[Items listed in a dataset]
== == ==

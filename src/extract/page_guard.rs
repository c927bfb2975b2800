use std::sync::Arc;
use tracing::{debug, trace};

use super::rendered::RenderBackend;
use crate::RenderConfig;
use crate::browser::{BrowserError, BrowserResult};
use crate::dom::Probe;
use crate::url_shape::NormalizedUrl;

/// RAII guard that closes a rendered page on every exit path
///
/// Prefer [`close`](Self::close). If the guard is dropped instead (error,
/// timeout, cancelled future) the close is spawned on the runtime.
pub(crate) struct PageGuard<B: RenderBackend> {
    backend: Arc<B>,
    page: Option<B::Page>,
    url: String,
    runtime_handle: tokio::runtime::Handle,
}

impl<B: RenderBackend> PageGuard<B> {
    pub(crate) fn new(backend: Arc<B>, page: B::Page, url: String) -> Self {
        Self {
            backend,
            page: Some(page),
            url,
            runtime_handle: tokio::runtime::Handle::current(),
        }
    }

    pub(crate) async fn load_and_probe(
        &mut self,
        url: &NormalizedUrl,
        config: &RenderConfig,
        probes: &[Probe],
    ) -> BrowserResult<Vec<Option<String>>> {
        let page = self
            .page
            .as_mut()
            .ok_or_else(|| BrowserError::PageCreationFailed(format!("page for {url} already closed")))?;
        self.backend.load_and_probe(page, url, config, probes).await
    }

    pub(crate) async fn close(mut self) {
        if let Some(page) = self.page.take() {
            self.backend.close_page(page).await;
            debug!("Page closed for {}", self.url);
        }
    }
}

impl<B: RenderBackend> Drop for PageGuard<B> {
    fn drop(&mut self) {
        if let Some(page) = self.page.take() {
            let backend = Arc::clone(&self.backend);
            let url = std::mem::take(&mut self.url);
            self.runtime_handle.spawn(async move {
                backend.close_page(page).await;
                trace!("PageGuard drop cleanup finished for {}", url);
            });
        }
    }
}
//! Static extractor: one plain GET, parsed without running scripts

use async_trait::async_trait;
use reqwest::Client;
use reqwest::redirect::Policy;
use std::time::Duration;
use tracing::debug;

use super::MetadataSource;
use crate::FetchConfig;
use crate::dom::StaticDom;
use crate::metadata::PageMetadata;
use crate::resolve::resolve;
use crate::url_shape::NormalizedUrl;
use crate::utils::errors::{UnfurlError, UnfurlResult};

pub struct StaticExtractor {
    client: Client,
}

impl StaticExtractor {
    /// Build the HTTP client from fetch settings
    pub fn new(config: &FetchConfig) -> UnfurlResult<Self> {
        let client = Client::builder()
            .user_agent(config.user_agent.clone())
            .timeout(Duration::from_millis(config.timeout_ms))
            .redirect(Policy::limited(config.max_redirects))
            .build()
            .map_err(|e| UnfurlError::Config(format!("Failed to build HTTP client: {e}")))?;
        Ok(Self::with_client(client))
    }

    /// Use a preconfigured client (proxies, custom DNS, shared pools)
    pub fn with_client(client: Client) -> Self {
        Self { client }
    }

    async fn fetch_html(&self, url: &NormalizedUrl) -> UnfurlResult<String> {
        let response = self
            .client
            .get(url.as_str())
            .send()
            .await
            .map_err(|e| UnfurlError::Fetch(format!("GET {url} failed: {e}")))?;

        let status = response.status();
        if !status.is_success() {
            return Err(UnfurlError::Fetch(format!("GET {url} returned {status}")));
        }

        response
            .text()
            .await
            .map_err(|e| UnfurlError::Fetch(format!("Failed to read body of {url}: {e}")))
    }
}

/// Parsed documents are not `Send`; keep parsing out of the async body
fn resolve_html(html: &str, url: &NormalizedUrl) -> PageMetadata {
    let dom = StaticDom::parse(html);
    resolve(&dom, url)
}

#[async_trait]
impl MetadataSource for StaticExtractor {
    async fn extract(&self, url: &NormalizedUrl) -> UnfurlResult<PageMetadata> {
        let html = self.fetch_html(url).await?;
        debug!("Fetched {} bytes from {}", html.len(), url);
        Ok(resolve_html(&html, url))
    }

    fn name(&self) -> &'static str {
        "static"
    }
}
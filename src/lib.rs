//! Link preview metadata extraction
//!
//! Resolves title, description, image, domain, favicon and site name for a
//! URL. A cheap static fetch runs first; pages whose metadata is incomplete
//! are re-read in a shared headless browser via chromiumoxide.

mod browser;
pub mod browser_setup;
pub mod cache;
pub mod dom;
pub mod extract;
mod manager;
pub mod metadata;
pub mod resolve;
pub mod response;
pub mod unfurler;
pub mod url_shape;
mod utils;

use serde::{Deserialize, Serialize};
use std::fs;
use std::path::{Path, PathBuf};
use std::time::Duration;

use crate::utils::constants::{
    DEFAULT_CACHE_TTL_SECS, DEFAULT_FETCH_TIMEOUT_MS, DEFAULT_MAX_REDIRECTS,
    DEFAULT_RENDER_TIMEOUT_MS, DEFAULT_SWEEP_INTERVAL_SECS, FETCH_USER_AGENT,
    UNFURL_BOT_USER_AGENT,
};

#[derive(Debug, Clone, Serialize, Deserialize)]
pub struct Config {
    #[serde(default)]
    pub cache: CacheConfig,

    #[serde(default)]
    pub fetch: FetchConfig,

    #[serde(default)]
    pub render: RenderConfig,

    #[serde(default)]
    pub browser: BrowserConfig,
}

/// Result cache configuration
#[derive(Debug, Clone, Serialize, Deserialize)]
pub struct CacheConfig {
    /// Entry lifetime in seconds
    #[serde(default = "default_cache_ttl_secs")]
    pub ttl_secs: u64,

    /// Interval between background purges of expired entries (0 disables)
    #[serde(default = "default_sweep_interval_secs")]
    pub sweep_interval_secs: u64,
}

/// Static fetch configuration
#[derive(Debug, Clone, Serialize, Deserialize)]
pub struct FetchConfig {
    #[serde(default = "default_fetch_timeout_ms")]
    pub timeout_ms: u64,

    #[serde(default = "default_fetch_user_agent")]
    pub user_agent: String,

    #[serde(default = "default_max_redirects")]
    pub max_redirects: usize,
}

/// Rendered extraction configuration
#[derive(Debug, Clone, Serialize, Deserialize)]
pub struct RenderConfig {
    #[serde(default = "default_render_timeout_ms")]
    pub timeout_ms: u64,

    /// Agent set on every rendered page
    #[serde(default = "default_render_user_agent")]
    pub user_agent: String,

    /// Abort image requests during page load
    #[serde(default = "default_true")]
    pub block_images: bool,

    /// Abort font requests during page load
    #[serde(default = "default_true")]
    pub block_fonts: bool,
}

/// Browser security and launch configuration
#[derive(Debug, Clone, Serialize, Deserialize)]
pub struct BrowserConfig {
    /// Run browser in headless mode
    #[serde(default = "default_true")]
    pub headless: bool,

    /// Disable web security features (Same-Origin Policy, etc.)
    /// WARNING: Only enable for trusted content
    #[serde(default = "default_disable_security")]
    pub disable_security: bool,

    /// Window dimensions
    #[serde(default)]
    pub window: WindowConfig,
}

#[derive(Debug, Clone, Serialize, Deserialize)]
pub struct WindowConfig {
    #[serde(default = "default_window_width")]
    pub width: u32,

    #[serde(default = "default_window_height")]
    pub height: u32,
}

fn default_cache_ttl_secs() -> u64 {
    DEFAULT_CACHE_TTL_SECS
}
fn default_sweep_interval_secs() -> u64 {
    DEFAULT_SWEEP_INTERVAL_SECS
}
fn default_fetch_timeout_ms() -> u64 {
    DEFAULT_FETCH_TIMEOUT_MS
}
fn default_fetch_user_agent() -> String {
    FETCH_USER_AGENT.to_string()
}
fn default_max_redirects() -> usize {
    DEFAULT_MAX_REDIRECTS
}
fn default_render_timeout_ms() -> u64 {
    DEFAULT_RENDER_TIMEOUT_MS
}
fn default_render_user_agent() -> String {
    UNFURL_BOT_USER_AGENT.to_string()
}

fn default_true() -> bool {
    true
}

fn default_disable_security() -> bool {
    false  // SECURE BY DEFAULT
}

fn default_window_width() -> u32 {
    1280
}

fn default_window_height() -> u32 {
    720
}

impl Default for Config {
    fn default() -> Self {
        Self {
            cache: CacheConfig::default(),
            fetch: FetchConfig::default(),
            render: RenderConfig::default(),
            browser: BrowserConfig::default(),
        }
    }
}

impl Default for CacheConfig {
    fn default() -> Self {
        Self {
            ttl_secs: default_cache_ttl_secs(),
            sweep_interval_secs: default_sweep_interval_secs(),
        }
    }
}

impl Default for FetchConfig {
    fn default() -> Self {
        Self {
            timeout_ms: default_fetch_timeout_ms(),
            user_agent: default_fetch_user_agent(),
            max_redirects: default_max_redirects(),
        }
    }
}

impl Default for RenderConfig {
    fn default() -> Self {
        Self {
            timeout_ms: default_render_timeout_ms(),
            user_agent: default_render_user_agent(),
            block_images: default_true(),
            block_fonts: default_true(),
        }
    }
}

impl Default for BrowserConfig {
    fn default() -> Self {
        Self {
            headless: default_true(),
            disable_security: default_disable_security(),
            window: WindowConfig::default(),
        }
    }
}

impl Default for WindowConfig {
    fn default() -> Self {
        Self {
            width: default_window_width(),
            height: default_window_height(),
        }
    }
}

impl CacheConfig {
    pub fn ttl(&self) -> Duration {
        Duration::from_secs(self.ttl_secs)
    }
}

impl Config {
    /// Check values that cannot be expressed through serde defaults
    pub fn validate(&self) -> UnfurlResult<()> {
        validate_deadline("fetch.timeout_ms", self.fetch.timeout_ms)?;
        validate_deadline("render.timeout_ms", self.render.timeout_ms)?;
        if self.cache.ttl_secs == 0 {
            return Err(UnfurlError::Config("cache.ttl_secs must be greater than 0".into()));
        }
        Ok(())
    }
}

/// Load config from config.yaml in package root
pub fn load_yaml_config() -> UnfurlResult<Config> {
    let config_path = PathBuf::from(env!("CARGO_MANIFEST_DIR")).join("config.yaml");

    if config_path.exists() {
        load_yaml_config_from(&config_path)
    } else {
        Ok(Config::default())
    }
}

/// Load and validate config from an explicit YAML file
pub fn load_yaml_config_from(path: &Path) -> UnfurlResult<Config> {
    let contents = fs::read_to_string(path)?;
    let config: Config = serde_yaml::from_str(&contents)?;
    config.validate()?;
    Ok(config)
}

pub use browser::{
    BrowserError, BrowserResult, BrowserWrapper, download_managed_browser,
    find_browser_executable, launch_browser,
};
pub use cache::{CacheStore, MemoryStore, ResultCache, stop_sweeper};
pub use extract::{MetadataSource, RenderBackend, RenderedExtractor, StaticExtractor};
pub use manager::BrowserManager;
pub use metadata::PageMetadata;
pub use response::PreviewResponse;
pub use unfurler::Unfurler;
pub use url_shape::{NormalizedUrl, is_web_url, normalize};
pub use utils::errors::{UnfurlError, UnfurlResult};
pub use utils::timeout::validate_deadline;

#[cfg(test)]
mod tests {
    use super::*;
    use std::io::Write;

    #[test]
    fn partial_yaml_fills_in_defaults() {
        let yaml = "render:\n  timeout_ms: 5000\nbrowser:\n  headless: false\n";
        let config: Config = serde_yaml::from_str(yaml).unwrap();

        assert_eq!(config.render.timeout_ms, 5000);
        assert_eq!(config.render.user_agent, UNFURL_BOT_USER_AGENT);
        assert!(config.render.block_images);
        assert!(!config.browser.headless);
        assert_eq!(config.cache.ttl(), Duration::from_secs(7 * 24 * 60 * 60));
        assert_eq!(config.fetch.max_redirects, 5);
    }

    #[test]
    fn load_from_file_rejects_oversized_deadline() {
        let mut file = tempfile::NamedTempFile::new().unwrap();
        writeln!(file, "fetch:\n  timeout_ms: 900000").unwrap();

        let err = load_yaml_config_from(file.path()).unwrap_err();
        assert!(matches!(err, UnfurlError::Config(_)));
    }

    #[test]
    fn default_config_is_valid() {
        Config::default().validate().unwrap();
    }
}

== == ==

TASK OBJECTIVE
Determine the number of lines in the records that contain the word "BrowserConfig", and provide that number alone.

WORKED SOLUTION
4